French Open 2014: Roger Federer and Serena Williams come through their first-round matches at Roland Garros unscathed

The majestic Swiss wrapped up his victory over Lacko in 84 minutes

Roger Federer spent as little time as possible on court on the opening day of the French Open on Sunday, beating Lukas Lacko 6-2 6-4 6-2 before returning to his parental duties on Mother's Day in Paris.

Serena Williams, the No.1 seed and overwhelming favourite to retain the women's title, needed time to find her rhythm against France's Alize Lim before winning 6-2 6-1. The American's older sister, Venus, also reached the second round.

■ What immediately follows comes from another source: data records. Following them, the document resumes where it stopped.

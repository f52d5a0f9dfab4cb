//! Read-only projections composing rentals, vehicles, and payments.
//!
//! Every method runs its reads under one connection lock, so a view is
//! consistent as of a single snapshot. Ownership scoping happens in the
//! SQL, not in the caller.

use chrono::NaiveDate;
use rusqlite::OptionalExtension;

use fleetrent_types::{
    constants::DATE_FORMAT, PaymentId, PaymentRecord, PaymentStatus, Rental, RentalId,
    RentalStatus, UserId, Vehicle, VehicleId,
};

use crate::column_decode_error;
use crate::error::{Result, StoreError};
use crate::types::{PaymentView, RentalView};
use crate::Store;

const RENTAL_VIEW_SELECT: &str = "SELECT \
     r.id, r.user_id, r.vehicle_id, r.start_date, r.end_date, r.total_cost, r.status, \
     r.created_at, r.updated_at, \
     v.id, v.name, v.category, v.available_units, v.unit_price, v.created_at, v.updated_at \
     FROM rentals r JOIN vehicles v ON v.id = r.vehicle_id";

const PAYMENT_VIEW_SELECT: &str = "SELECT \
     p.id, p.rental_id, p.invoice_id, p.external_reference, p.amount, p.status, p.payment_url, \
     p.payer_email, p.requires_refund, p.created_at, p.updated_at, \
     r.id, r.user_id, r.vehicle_id, r.start_date, r.end_date, r.total_cost, r.status, \
     r.created_at, r.updated_at, \
     v.id, v.name, v.category, v.available_units, v.unit_price, v.created_at, v.updated_at \
     FROM payments p \
     JOIN rentals r ON r.id = p.rental_id \
     JOIN vehicles v ON v.id = r.vehicle_id";

fn date_at(row: &rusqlite::Row, index: usize) -> rusqlite::Result<NaiveDate> {
    let raw: String = row.get(index)?;
    NaiveDate::parse_from_str(&raw, DATE_FORMAT)
        .map_err(|e| column_decode_error(index, format!("bad date '{}': {}", raw, e)))
}

/// Read a rental starting at `base`, followed by its vehicle columns.
fn rental_at(row: &rusqlite::Row, base: usize) -> rusqlite::Result<Rental> {
    let status_raw: u8 = row.get(base + 6)?;
    let status = RentalStatus::from_u8(status_raw).ok_or_else(|| {
        column_decode_error(base + 6, format!("unknown rental status {}", status_raw))
    })?;

    Ok(Rental {
        id: RentalId(row.get(base)?),
        user_id: UserId(row.get(base + 1)?),
        vehicle_id: VehicleId(row.get(base + 2)?),
        start_date: date_at(row, base + 3)?,
        end_date: date_at(row, base + 4)?,
        total_cost: row.get::<_, i64>(base + 5)? as u64,
        status,
        created_at: row.get(base + 7)?,
        updated_at: row.get(base + 8)?,
    })
}

/// Read a vehicle starting at `base`.
fn vehicle_at(row: &rusqlite::Row, base: usize) -> rusqlite::Result<Vehicle> {
    let units: i64 = row.get(base + 3)?;
    let units = u32::try_from(units)
        .map_err(|_| column_decode_error(base + 3, format!("negative stock count: {}", units)))?;

    Ok(Vehicle {
        id: VehicleId(row.get(base)?),
        name: row.get(base + 1)?,
        category: row.get(base + 2)?,
        available_units: units,
        unit_price: row.get::<_, i64>(base + 4)? as u64,
        created_at: row.get(base + 5)?,
        updated_at: row.get(base + 6)?,
    })
}

fn row_to_rental_view(row: &rusqlite::Row) -> rusqlite::Result<RentalView> {
    Ok(RentalView {
        rental: rental_at(row, 0)?,
        vehicle: vehicle_at(row, 9)?,
    })
}

/// Read a payment starting at `base`.
fn payment_at(row: &rusqlite::Row, base: usize) -> rusqlite::Result<PaymentRecord> {
    let status_raw: u8 = row.get(base + 5)?;
    let status = PaymentStatus::from_u8(status_raw).ok_or_else(|| {
        column_decode_error(base + 5, format!("unknown payment status {}", status_raw))
    })?;

    Ok(PaymentRecord {
        id: PaymentId(row.get(base)?),
        rental_id: RentalId(row.get(base + 1)?),
        invoice_id: row.get(base + 2)?,
        external_reference: row.get(base + 3)?,
        amount: row.get::<_, i64>(base + 4)? as u64,
        status,
        payment_url: row.get(base + 6)?,
        payer_email: row.get(base + 7)?,
        requires_refund: row.get::<_, i64>(base + 8)? != 0,
        created_at: row.get(base + 9)?,
        updated_at: row.get(base + 10)?,
    })
}

fn row_to_payment_view(row: &rusqlite::Row) -> rusqlite::Result<PaymentView> {
    Ok(PaymentView {
        payment: payment_at(row, 0)?,
        rental: rental_at(row, 11)?,
        vehicle: vehicle_at(row, 20)?,
    })
}

impl Store {
    /// List a user's rentals joined with their vehicles, newest first.
    pub fn rental_views_for_user(&self, user: UserId) -> Result<Vec<RentalView>> {
        let conn = self
            .conn
            .lock()
            .map_err(|_| StoreError::lock_poisoned("database connection lock poisoned"))?;

        let mut stmt = conn.prepare(&format!(
            "{} WHERE r.user_id = ?1 ORDER BY r.id DESC",
            RENTAL_VIEW_SELECT
        ))?;
        let rows = stmt.query_map([user.0], row_to_rental_view)?;
        Ok(rows.collect::<rusqlite::Result<Vec<_>>>()?)
    }

    /// List a user's payments joined through their rentals, newest first.
    ///
    /// The join through `rentals` is what scopes the result to the caller.
    pub fn payment_views_for_user(&self, user: UserId) -> Result<Vec<PaymentView>> {
        let conn = self
            .conn
            .lock()
            .map_err(|_| StoreError::lock_poisoned("database connection lock poisoned"))?;

        let mut stmt = conn.prepare(&format!(
            "{} WHERE r.user_id = ?1 ORDER BY p.id DESC",
            PAYMENT_VIEW_SELECT
        ))?;
        let rows = stmt.query_map([user.0], row_to_payment_view)?;
        Ok(rows.collect::<rusqlite::Result<Vec<_>>>()?)
    }

    /// Load one payment view, scoped to the owning user.
    ///
    /// Returns `None` both for a missing payment and for someone else's
    /// payment; callers cannot distinguish the two.
    pub fn payment_view_for_user(
        &self,
        user: UserId,
        payment: PaymentId,
    ) -> Result<Option<PaymentView>> {
        let conn = self
            .conn
            .lock()
            .map_err(|_| StoreError::lock_poisoned("database connection lock poisoned"))?;

        let view = conn
            .query_row(
                &format!(
                    "{} WHERE p.id = ?1 AND r.user_id = ?2",
                    PAYMENT_VIEW_SELECT
                ),
                [payment.0, user.0],
                row_to_payment_view,
            )
            .optional()?;
        Ok(view)
    }
}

Watched by his wife, Mirka, and his twin girls, Federer moved gently through the gears against the shaggy-haired Slovakian under grey skies on the Philippe Chatrier show court.

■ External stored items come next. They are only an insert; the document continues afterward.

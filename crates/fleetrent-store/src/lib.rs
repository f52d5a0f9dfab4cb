//! SQLite storage layer for the Fleetrent rental service.
//!
//! This crate provides persistence for all service state:
//!
//! - **Vehicle catalog** (SQLite): rentable vehicles and their stock counts
//! - **Rentals** (SQLite): reservation records and lifecycle state
//! - **Payments** (SQLite): gateway invoice records keyed by external reference
//! - **Notifications** (SQLite): audit rows for outbound dispatch attempts
//!
//! # Consistency Model
//!
//! The database is the only synchronization point between request workers.
//! Simple reads and single-row writes go through the per-component stores,
//! each locking the shared connection for the duration of one call.
//! Multi-step mutations that must be all-or-nothing (payment confirmation,
//! vehicle return) are composed from the `_tx` helpers in each module and
//! executed inside a single [`Store::with_tx`] transaction: any error rolls
//! back every step, including the stock mutation.
//!
//! Stock never goes negative: the decrement is a conditional
//! `UPDATE ... WHERE available_units > 0` checked by affected-row count,
//! not a read-then-write.
//!
//! # Trait-Based Design
//!
//! The per-component stores are defined as traits in [`traits`], allowing
//! for alternative implementations. The defaults use SQLite.
//!
//! # Example
//!
//! ```no_run
//! use fleetrent_store::{Store, NewVehicle, VehicleStore};
//!
//! let mut store = Store::open("/var/lib/fleetrent/fleetrent.db")
//!     .expect("Failed to open store");
//!
//! let vehicle = store.vehicles.insert(NewVehicle {
//!     name: "Toyota Avanza".to_string(),
//!     category: "mpv".to_string(),
//!     available_units: 3,
//!     unit_price: 100_000,
//! }).expect("Failed to insert vehicle");
//!
//! assert!(vehicle.in_stock());
//! ```

// Module declarations
pub mod error;
pub mod notifications;
pub mod payments;
pub mod rentals;
pub mod schema;
pub mod traits;
pub mod types;
pub mod vehicles;
pub mod views;

// Re-export error types
pub use error::{Result, StoreError};

// Re-export traits
pub use traits::{NotificationStore, PaymentStore, RentalStore, VehicleStore};

// Re-export types
pub use types::{
    NewPayment, NewRental, NewVehicle, NotificationRecord, PaymentView, RentalView, VehicleFilter,
};

// Re-export implementations
pub use notifications::SqliteNotificationStore;
pub use payments::SqlitePaymentStore;
pub use rentals::SqliteRentalStore;
pub use vehicles::SqliteVehicleStore;

use std::path::Path;
use std::sync::{Arc, Mutex};

use fleetrent_types::Timestamp;
use rusqlite::{Connection, Transaction, TransactionBehavior};

/// Current unix timestamp in seconds.
///
/// Used for the `created_at`/`updated_at` audit columns.
pub fn current_timestamp() -> Timestamp {
    std::time::SystemTime::now()
        .duration_since(std::time::UNIX_EPOCH)
        .map(|d| d.as_secs() as Timestamp)
        .unwrap_or(0)
}

/// Build a rusqlite conversion error for an undecodable column.
pub(crate) fn column_decode_error(index: usize, message: impl Into<String>) -> rusqlite::Error {
    rusqlite::Error::FromSqlConversionFailure(
        index,
        rusqlite::types::Type::Text,
        message.into().into(),
    )
}

/// Complete service state with all storage components.
///
/// This struct composes all storage components over one shared SQLite
/// connection and provides the transaction scope for multi-step mutations.
pub struct Store {
    /// Vehicle catalog and stock counts.
    pub vehicles: SqliteVehicleStore,
    /// Rental records.
    pub rentals: SqliteRentalStore,
    /// Payment records.
    pub payments: SqlitePaymentStore,
    /// Notification audit rows.
    pub notifications: SqliteNotificationStore,
    /// Shared database connection.
    pub(crate) conn: Arc<Mutex<Connection>>,
}

impl Store {
    /// Open the store at the given database path.
    ///
    /// Initializes the schema if needed.
    pub fn open(db_path: impl AsRef<Path>) -> Result<Self> {
        let db_path = db_path.as_ref();
        tracing::info!(db_path = %db_path.display(), "Opening store database");
        let conn = Connection::open(db_path)?;
        Self::from_connection(conn)
    }

    /// Open an in-memory store.
    ///
    /// Useful for tests and for embedding without a data directory.
    pub fn open_in_memory() -> Result<Self> {
        let conn = Connection::open_in_memory()?;
        Self::from_connection(conn)
    }

    fn from_connection(conn: Connection) -> Result<Self> {
        schema::initialize_schema(&conn)?;
        let conn = Arc::new(Mutex::new(conn));

        Ok(Self {
            vehicles: SqliteVehicleStore::new(Arc::clone(&conn)),
            rentals: SqliteRentalStore::new(Arc::clone(&conn)),
            payments: SqlitePaymentStore::new(Arc::clone(&conn)),
            notifications: SqliteNotificationStore::new(Arc::clone(&conn)),
            conn,
        })
    }

    /// Get a reference to the shared database connection.
    pub fn connection(&self) -> Arc<Mutex<Connection>> {
        Arc::clone(&self.conn)
    }

    /// Run a closure inside one immediate-mode transaction.
    ///
    /// Commits only if the closure succeeds; any error rolls back every
    /// statement the closure executed. Immediate mode takes the write lock
    /// up front, so a competing confirmation for the same row serializes
    /// here instead of failing mid-transaction.
    pub fn with_tx<T>(&self, f: impl FnOnce(&Transaction<'_>) -> Result<T>) -> Result<T> {
        let mut conn = self
            .conn
            .lock()
            .map_err(|_| StoreError::lock_poisoned("database connection lock poisoned"))?;
        let tx = conn.transaction_with_behavior(TransactionBehavior::Immediate)?;
        let out = f(&tx)?;
        tx.commit()?;
        Ok(out)
    }
}

#[cfg(test)]
mod tests {
    use super::*;
    use crate::traits::VehicleStore;
    use crate::types::NewVehicle;
    use tempfile::TempDir;

    #[test]
    fn test_store_open_on_disk() {
        let temp_dir = TempDir::new().unwrap();
        let db_path = temp_dir.path().join("fleetrent.db");

        let store = Store::open(&db_path);
        assert!(store.is_ok());
        assert!(db_path.exists());
    }

    #[test]
    fn test_store_reopen_preserves_rows() {
        let temp_dir = TempDir::new().unwrap();
        let db_path = temp_dir.path().join("fleetrent.db");

        let id = {
            let mut store = Store::open(&db_path).unwrap();
            store
                .vehicles
                .insert(NewVehicle {
                    name: "Honda CR-V".to_string(),
                    category: "suv".to_string(),
                    available_units: 2,
                    unit_price: 250_000,
                })
                .unwrap()
                .id
        };

        let store = Store::open(&db_path).unwrap();
        let vehicle = store.vehicles.get(id).unwrap().unwrap();
        assert_eq!(vehicle.name, "Honda CR-V");
    }

    #[test]
    fn test_with_tx_commits_on_ok() {
        let store = Store::open_in_memory().unwrap();

        store
            .with_tx(|tx| {
                tx.execute(
                    "INSERT INTO vehicles (name, category, available_units, unit_price, created_at, updated_at)
                     VALUES ('Test', 'suv', 1, 100, 0, 0)",
                    [],
                )?;
                Ok(())
            })
            .unwrap();

        let count: i64 = {
            let conn = store.connection();
            let guard = conn.lock().unwrap();
            guard
                .query_row("SELECT COUNT(*) FROM vehicles", [], |row| row.get(0))
                .unwrap()
        };
        assert_eq!(count, 1);
    }

    #[test]
    fn test_with_tx_rolls_back_on_err() {
        let store = Store::open_in_memory().unwrap();

        let result: Result<()> = store.with_tx(|tx| {
            tx.execute(
                "INSERT INTO vehicles (name, category, available_units, unit_price, created_at, updated_at)
                 VALUES ('Test', 'suv', 1, 100, 0, 0)",
                [],
            )?;
            Err(StoreError::invalid_data("forced failure"))
        });
        assert!(result.is_err());

        let count: i64 = {
            let conn = store.connection();
            let guard = conn.lock().unwrap();
            guard
                .query_row("SELECT COUNT(*) FROM vehicles", [], |row| row.get(0))
                .unwrap()
        };
        assert_eq!(count, 0);
    }

    #[test]
    fn test_current_timestamp_monotonic_enough() {
        let a = current_timestamp();
        let b = current_timestamp();
        assert!(b >= a);
        assert!(a > 1_600_000_000, "timestamp should be in the present era");
    }
}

The former champion, who has returned to something close to his best form after a disappointing 2013, admitted a trace of fear before the start of the year's second grand slam.

"I wasn't nervous actually going into the match," said Federer, 32. "It's more just like those hints of fear, maybe yesterday, maybe this morning at one point, just for like five seconds 'Oh, I really hope I don't have to pack my bags today', that kind of feeling."

But he had little to fear from Lacko and by mid-afternoon he was once again in a position to help Mirka look after their newly born twin boys. "Everything is great," Federer said.

Serena, who warmed up for the match against her training partner wearing a blazer suit, committed 23 unforced errors in the first set, allowing the local favourite two break points in the fifth game, but the American always had too much power.

Serena Williams celebrates after her first-round win Serena Williams celebrates after her first-round win With the first set under her belt, Serena tightened up her game but relaxed again at the death when she wasted four match points, one with a double fault, before winning on the fifth.

Venus Williams, wearing a self-designed dress that added splashes of colour to a grey day, showed she is still a force at the age of 33 by taking, and returning, all that Belinda Bencic could throw at her in winning 6-4 6-1.

The 17-year-old Bencic, coached by Martina Hingis's mother, traded low, hard blows with the American from the back of the court. But Williams had too much experience for the Swiss and demonstrated that her powers of recovery remain undimmed.

"I'm trying to focus - I've not played a lot in the last couple of months so I have to try to focus," said Venus who could meet Serena in the third round. "It was definitely good to try and get some rhythm."

Russia's Mikhail Youzhny, the 15th seed, recovered from two sets down to beat Pablo Carreno Busta of Spain 3-6 1-6 6-3 6-4 6-0, a feat also accomplished by Czech Radek Stepanek who won 6-7 (8) 3-6 6-4 6-3 6-2 against Facundo Argueello of Argentina.

Sixth seed Tomas Berdych beat Peter Polansky of Canada in straight sets after Milos Raonic and Agnieszka Radwanska shook off the morning chill to ease into the second round.

Poland's Radwanska, the third seed, won 6-3 6-0 after the first seven games against Zhang Shuai went against serve. Canadian Raonic, seeded eighth, beat feisty Australian Nick Kyrgios 6-3 7-6 (1) 6-3.

Radwanska set the ball rolling on the main Philippe Chatrier show court under overcast skies. Forecasters warn intermittent rain is expected over the early days of the tournament.

Wearing a floral print dress perhaps in anticipation of more spring-like temperatures, Radwanska took a while to get into her rhythm and both women struggled badly with their service.

But the Pole eventually held for 5-3, after saving three break points, and then broke the Chinese to take the set. The second set was a rout, however.

"I think it was a very wet court. I think the courts are not always dry, it's raining every day, so it makes the courts much slower," Radwanska said.

"Every two-set match is great in a two-week tournament. It's important that I spent only one hour on court," added Radwanska who played with a heavily strapped thigh.

She was badly hampered by a knee injury when losing the Indian Wells final to Flavia Pennetta in March.

Another Chinese, Zheng Jie, was among the early losers, going down 6-7 (2) 6-3 6-4 to Anna Schmiedlova of Slovakia.

Daniela Hantuchova, another Slovak and seeded 31, came from a set down to beat Jovana Jaksic of Serbia 2-6 6-2 6-4.

Raonic pushed Novak Djokovic in the Rome semi-finals before losing in three sets to the eventual champion and he eased through the first set against Kyrgios.

The eighth seed was broken midway through the second but recovered immediately, leaving his 19-year-old opponent to hurl his racket to the court, shaking his head.

The Australian got increasingly frustrated through the second-set tiebreak, berating himself repeatedly, before Raonic took it 7-1. Raonic served out to win the third set on his third match point.

"I felt very good," said Raonic.

"I was able to do the things I wanted to do. In the first round you go in not knowing exactly how things are going to play out, and I was able to, when it mattered, put forward the right attitude and the right level of tennis."